芝生を踏み荒らし、王太子は目的の倉庫の前で立ち止まった。
「鍵は……」
その言葉に、頭を振る家政婦長。
「誰かが紛失したらしく……重要な物は入っていないので、そのままにしていたそうで……」
「なら、仕方ないな」
王太子は騎士の一人に指示を出す。
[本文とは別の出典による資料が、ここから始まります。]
use anyhow::Result;
use interview_agent::providers::{
    DeepgramStt, DeepgramTts, GroqLlm, LlmConfig, SileroVad, SttConfig, TtsConfig, VadConfig,
};
use interview_agent::{
    AgentDefinition, AgentSession, ReplyDirective, Room, SessionDescriptor, SessionOptions,
};
use std::sync::Arc;
use std::time::Duration;

#[test]
fn test_session_options_defaults() {
    let options = SessionOptions::default();
    assert_eq!(options.min_endpointing_delay, Duration::from_millis(400));
    assert_eq!(options.max_endpointing_delay, Duration::from_secs(5));
    assert!(options.allow_interruptions);
    assert_eq!(options.min_interruption_duration, Duration::from_millis(500));
    assert_eq!(
        options.min_consecutive_speech_delay,
        Duration::from_millis(300)
    );
    assert_eq!(options.user_away_timeout, Duration::from_secs(20));

    // The endpointing window must be a real interval
    assert!(options.min_endpointing_delay < options.max_endpointing_delay);
    assert!(options.validate().is_ok());
}

#[test]
fn test_session_options_rejects_inverted_endpointing() {
    let options = SessionOptions {
        min_endpointing_delay: Duration::from_secs(6),
        max_endpointing_delay: Duration::from_secs(5),
        ..Default::default()
    };
    assert!(options.validate().is_err());
}

#[test]
fn test_session_options_rejects_zero_interruption_duration() {
    let options = SessionOptions {
        min_interruption_duration: Duration::ZERO,
        ..Default::default()
    };
    assert!(options.validate().is_err());
}

#[test]
fn test_interviewer_persona() {
    let agent = AgentDefinition::interviewer();
    assert!(agent.validate().is_ok());
    assert!(agent.instructions.contains("mock interviewer"));
    assert_eq!(agent.min_endpointing_delay, Some(Duration::from_millis(400)));
    assert_eq!(agent.max_endpointing_delay, Some(Duration::from_secs(5)));
    assert_eq!(agent.allow_interruptions, Some(true));

    let (min, max) = (
        agent.min_endpointing_delay.unwrap(),
        agent.max_endpointing_delay.unwrap(),
    );
    assert!(min < max);
}

#[test]
fn test_agent_rejects_inverted_endpointing() {
    let mut agent = AgentDefinition::new("You are a test persona.");
    agent.min_endpointing_delay = Some(Duration::from_secs(10));
    agent.max_endpointing_delay = Some(Duration::from_secs(5));
    assert!(agent.validate().is_err());
}

#[test]
fn test_agent_rejects_empty_instructions() {
    let agent = AgentDefinition::new("");
    assert!(agent.validate().is_err());
}

#[test]
fn test_endpointing_precedence_persona_wins() {
    let options = SessionOptions::default();

    let mut agent = AgentDefinition::new("You are a test persona.");
    agent.min_endpointing_delay = Some(Duration::from_millis(250));
    agent.max_endpointing_delay = Some(Duration::from_secs(3));

    let (min, max) = options.resolve_endpointing(&agent);
    assert_eq!(min, Duration::from_millis(250));
    assert_eq!(max, Duration::from_secs(3));
}

#[test]
fn test_endpointing_precedence_session_fallback() {
    let options = SessionOptions::default();
    let agent = AgentDefinition::new("You are a test persona.");

    let (min, max) = options.resolve_endpointing(&agent);
    assert_eq!(min, options.min_endpointing_delay);
    assert_eq!(max, options.max_endpointing_delay);
}

#[test]
fn test_interruption_precedence() {
    let options = SessionOptions {
        allow_interruptions: false,
        ..Default::default()
    };

    let mut agent = AgentDefinition::new("You are a test persona.");
    assert!(!options.resolve_interruptions(&agent));

    agent.allow_interruptions = Some(true);
    assert!(options.resolve_interruptions(&agent));
}

// ============================================================================
// Session lifecycle guards
// ============================================================================

struct QuietRoom;

#[async_trait::async_trait]
impl Room for QuietRoom {
    fn name(&self) -> &str {
        "test-room"
    }

    async fn begin_session(&self, _descriptor: &SessionDescriptor) -> Result<()> {
        Ok(())
    }

    async fn request_reply(&self, _directive: &ReplyDirective) -> Result<()> {
        Ok(())
    }
}

fn test_session() -> AgentSession {
    AgentSession::new(
        SessionOptions::default(),
        Arc::new(SileroVad::load(VadConfig::default()).unwrap()),
        Arc::new(DeepgramStt::init(SttConfig::default(), "dg-test-key").unwrap()),
        Arc::new(GroqLlm::init(LlmConfig::default(), "gq-test-key").unwrap()),
        Arc::new(DeepgramTts::init(TtsConfig::default(), "dg-test-key").unwrap()),
    )
}

#[tokio::test]
async fn test_session_starts_once() {
    let session = test_session();
    let agent = AgentDefinition::interviewer();
    let room: Arc<dyn Room> = Arc::new(QuietRoom);

    assert!(!session.is_started());
    session.start(&agent, Arc::clone(&room)).await.unwrap();
    assert!(session.is_started());

    let second = session.start(&agent, room).await;
    assert!(second.is_err());
}

#[tokio::test]
async fn test_generate_reply_requires_started_session() {
    let session = test_session();
    assert!(session.generate_reply("Say hello.").await.is_err());

    let agent = AgentDefinition::interviewer();
    session.start(&agent, Arc::new(QuietRoom)).await.unwrap();
    assert!(session.generate_reply("Say hello.").await.is_ok());
}

#[tokio::test]
async fn test_session_start_rejects_invalid_persona() {
    let session = test_session();
    let mut agent = AgentDefinition::new("You are a test persona.");
    agent.min_endpointing_delay = Some(Duration::from_secs(10));
    agent.max_endpointing_delay = Some(Duration::from_secs(5));

    let result = session.start(&agent, Arc::new(QuietRoom)).await;
    assert!(result.is_err());
    assert!(!session.is_started());
}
強引にこじ開けるようだ。
(どうか、すぐに終わりますように……)
エリザベスは騎士達の後ろで身を強張らせていた。
つい、視線が古井戸の方へ向いてしまう。
幸いな事に、誰も其方を気にしていないようだ。
物々しい音を立てて、倉庫の扉が開かれた。
葡萄酒が入っていたらしき空瓶が転がる。
「そんなっ」
家政婦長の悲鳴じみた声に驚きながらも、エリザベスは倉庫の中を覗き込む。
「え……」
最初、目にした光景を信じられなかった。
倉庫の床に横たわるのは、二人の人間。
一人は、ヘンリー・スマラクト。
そして、もう一人は――
「まさか」
掠れた声は、王太子の呟きか。
彼の見下ろす先には、純白のドレス。
エリザベスが着る筈であった婚礼用の衣装に身を包んだローズが其処にいた。
胸元は大きく開かれ、腿も露わに曝け出しており――
(そんな……まさか、二人は……)
この中で行われていたらしき所業に、エリザベスは戦慄する。
「花嫁さんだ」
「どうして服を脱いでいるの?」
「司祭様に教えなきゃ」
「みんなに教えてあげてって言ってた」
方々に散って行く子ども達の声を背に、皆が呆然と立ち尽くしていた。